Role of matrix metalloproteinases in preterm labour

Extracellular matrix homeostasis is a key process in the maintenance of the tensile strength of the amniochorion. This tensile strength guarantees the role of the membranes as a physical and functional boundary for the fetus during human pregnancy. Pathological rupture of these structures before 37 completed weeks of gestation is known as preterm prelabour rupture of the membranes (PPROM) and it is a major cause of spontaneous preterm labour and preterm birth. A mechanism involving the activation of matrix metalloproteinases (MMP)‐9, a 92‐kDa type IV collagenase, as an essential mediator of tissue damage is under investigation. The proposed mechanism involves the abnormal expression and activity of MMP‐9 with subsequent connective tissue degradation taking place at a time that does not synchronise with other events of labour.
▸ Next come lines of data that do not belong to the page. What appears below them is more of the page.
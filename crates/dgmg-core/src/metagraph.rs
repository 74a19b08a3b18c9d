//! Node and edge type vocabulary of a heterogeneous graph.
//!
//! A [`Metagraph`] is derived once from a list of canonical edge types
//! `(src_type, relation, dst_type)` and is read-only afterwards. It assigns
//! 1-based indices to node types and canonical edge types (index 0 is left free
//! so decision layers can use it for "stop"), and hands out empty working graphs
//! that declare every type with zero nodes and zero edges.
//!
//! # Example
//!
//! ```rust
//! use dgmg_core::{EdgeType, Metagraph};
//!
//! let metagraph = Metagraph::new(vec![
//!     EdgeType::new("event", ":DF", "event"),
//!     EdgeType::new("event", ":CORR", "application"),
//! ])?;
//!
//! assert_eq!(metagraph.num_node_types(), 2);
//! assert_eq!(metagraph.ntype_index("application"), Some(2));
//! assert_eq!(metagraph.index_to_ntype(1).map(|t| t.as_str()), Some("event"));
//! # Ok::<(), dgmg_core::Error>(())
//! ```

use crate::error::{Error, Result};
use crate::graph::TypedGraph;
use serde::{Deserialize, Serialize};
use std::collections::HashMap;
use std::fmt;

/// A node type identifier.
#[derive(Debug, Clone, PartialEq, Eq, Hash, PartialOrd, Ord, Serialize, Deserialize)]
pub struct NodeType(pub String);

impl NodeType {
    /// Create a new node type.
    pub fn new(name: impl Into<String>) -> Self {
        Self(name.into())
    }

    /// Get the type name.
    pub fn as_str(&self) -> &str {
        &self.0
    }
}

impl fmt::Display for NodeType {
    fn fmt(&self, f: &mut fmt::Formatter<'_>) -> fmt::Result {
        f.write_str(&self.0)
    }
}

impl From<&str> for NodeType {
    fn from(s: &str) -> Self {
        Self(s.to_string())
    }
}

impl From<String> for NodeType {
    fn from(s: String) -> Self {
        Self(s)
    }
}

impl From<&String> for NodeType {
    fn from(s: &String) -> Self {
        Self(s.clone())
    }
}

/// A canonical edge type, represented as (src_type, relation, dst_type).
///
/// Serialized as a three-element array so configuration files can list
/// `["event", ":DF", "event"]` directly.
#[derive(Debug, Clone, PartialEq, Eq, Hash, Serialize, Deserialize)]
#[serde(from = "(String, String, String)", into = "(String, String, String)")]
pub struct EdgeType {
    /// Source node type.
    pub src_type: NodeType,
    /// Relation name.
    pub relation: String,
    /// Destination node type.
    pub dst_type: NodeType,
}

impl EdgeType {
    /// Create a new edge type.
    pub fn new(
        src_type: impl Into<NodeType>,
        relation: impl Into<String>,
        dst_type: impl Into<NodeType>,
    ) -> Self {
        Self {
            src_type: src_type.into(),
            relation: relation.into(),
            dst_type: dst_type.into(),
        }
    }
}

impl fmt::Display for EdgeType {
    fn fmt(&self, f: &mut fmt::Formatter<'_>) -> fmt::Result {
        write!(f, "({}, {}, {})", self.src_type, self.relation, self.dst_type)
    }
}

impl From<(String, String, String)> for EdgeType {
    fn from((src, relation, dst): (String, String, String)) -> Self {
        Self::new(src, relation, dst)
    }
}

impl From<EdgeType> for (String, String, String) {
    fn from(e: EdgeType) -> Self {
        (e.src_type.0, e.relation, e.dst_type.0)
    }
}

/// Static type vocabulary of a heterogeneous graph.
#[derive(Debug, Clone)]
pub struct Metagraph {
    canonical_etypes: Vec<EdgeType>,
    canonical_etype_to_index: HashMap<EdgeType, usize>,
    ntype_to_index: HashMap<NodeType, usize>,
    /// Node types in first-seen order; position `i` has index `i + 1`.
    nodes: Vec<NodeType>,
    relations: Vec<String>,
}

impl Metagraph {
    /// Build the vocabulary from canonical edge types.
    ///
    /// Node types are collected in first-seen order (source before
    /// destination). Duplicate canonical edge types keep their first index.
    pub fn new(canonical_etypes: Vec<EdgeType>) -> Result<Self> {
        if canonical_etypes.is_empty() {
            return Err(Error::EmptyMetagraph);
        }

        let mut canonical_etype_to_index = HashMap::new();
        let mut ntype_to_index = HashMap::new();
        let mut nodes = Vec::new();
        let mut relations: Vec<String> = Vec::new();
        let mut unique = Vec::with_capacity(canonical_etypes.len());

        for etype in canonical_etypes {
            if canonical_etype_to_index.contains_key(&etype) {
                continue;
            }
            canonical_etype_to_index.insert(etype.clone(), unique.len() + 1);

            for ntype in [&etype.src_type, &etype.dst_type] {
                if !ntype_to_index.contains_key(ntype) {
                    nodes.push(ntype.clone());
                    ntype_to_index.insert(ntype.clone(), nodes.len());
                }
            }
            if !relations.contains(&etype.relation) {
                relations.push(etype.relation.clone());
            }
            unique.push(etype);
        }

        Ok(Self {
            canonical_etypes: unique,
            canonical_etype_to_index,
            ntype_to_index,
            nodes,
            relations,
        })
    }

    /// Node types in first-seen order.
    pub fn nodes(&self) -> &[NodeType] {
        &self.nodes
    }

    /// Canonical edge types in declaration order (duplicates removed).
    pub fn canonical_etypes(&self) -> &[EdgeType] {
        &self.canonical_etypes
    }

    /// Distinct relation names in first-seen order.
    pub fn relations(&self) -> &[String] {
        &self.relations
    }

    /// Number of node types.
    pub fn num_node_types(&self) -> usize {
        self.nodes.len()
    }

    /// Number of canonical edge types.
    pub fn num_edge_types(&self) -> usize {
        self.canonical_etypes.len()
    }

    /// 1-based index of a node type.
    pub fn ntype_index(&self, name: &str) -> Option<usize> {
        self.ntype_to_index.get(&NodeType::new(name)).copied()
    }

    /// Node type for a 1-based index.
    pub fn index_to_ntype(&self, index: usize) -> Option<&NodeType> {
        index.checked_sub(1).and_then(|pos| self.nodes.get(pos))
    }

    /// 1-based index of a canonical edge type.
    pub fn canonical_etype_index(&self, etype: &EdgeType) -> Option<usize> {
        self.canonical_etype_to_index.get(etype).copied()
    }

    /// Canonical edge type for a 1-based index.
    pub fn index_to_canonical_etype(&self, index: usize) -> Option<&EdgeType> {
        index.checked_sub(1).and_then(|pos| self.canonical_etypes.get(pos))
    }

    /// Whether `(src, relation, dst)` is declared.
    pub fn has_canonical_etype(&self, src: &NodeType, relation: &str, dst: &NodeType) -> bool {
        self.canonical_etypes
            .iter()
            .any(|e| &e.src_type == src && e.relation == relation && &e.dst_type == dst)
    }

    /// A fresh working graph with every type declared and nothing in it.
    pub fn empty_graph<N, E>(&self) -> TypedGraph<N, E> {
        TypedGraph::with_schema(self.nodes.clone(), self.canonical_etypes.clone())
    }
}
The local physiological signal by amniochorion cells to induce MMP‐9 expression is not known, but bacterial products and/or the proinflammatory cytokines, IL‐1β and TNF‐α, as paracrine or autocrine signals may trigger these processes in pregnancies complicated with intra‐amniotic infection. These signalling pathways indicate complex cooperative and bidirectional communications between amnion and choriodecidua in response to bacterial products, which include intermembranous cytokine traffic and signalling between tissues. Products secreted in culture by amniochorion and choriodecidual leucocytes, obtained from women who delivered following normal labour in the absence of infection, condition a specific microenvironment that induces collagen degradation in fetal membranes. Further characterisation of the role of choriodecidual leucocytes in the control of extracellular matrix degradation in amniochorion is currently under way.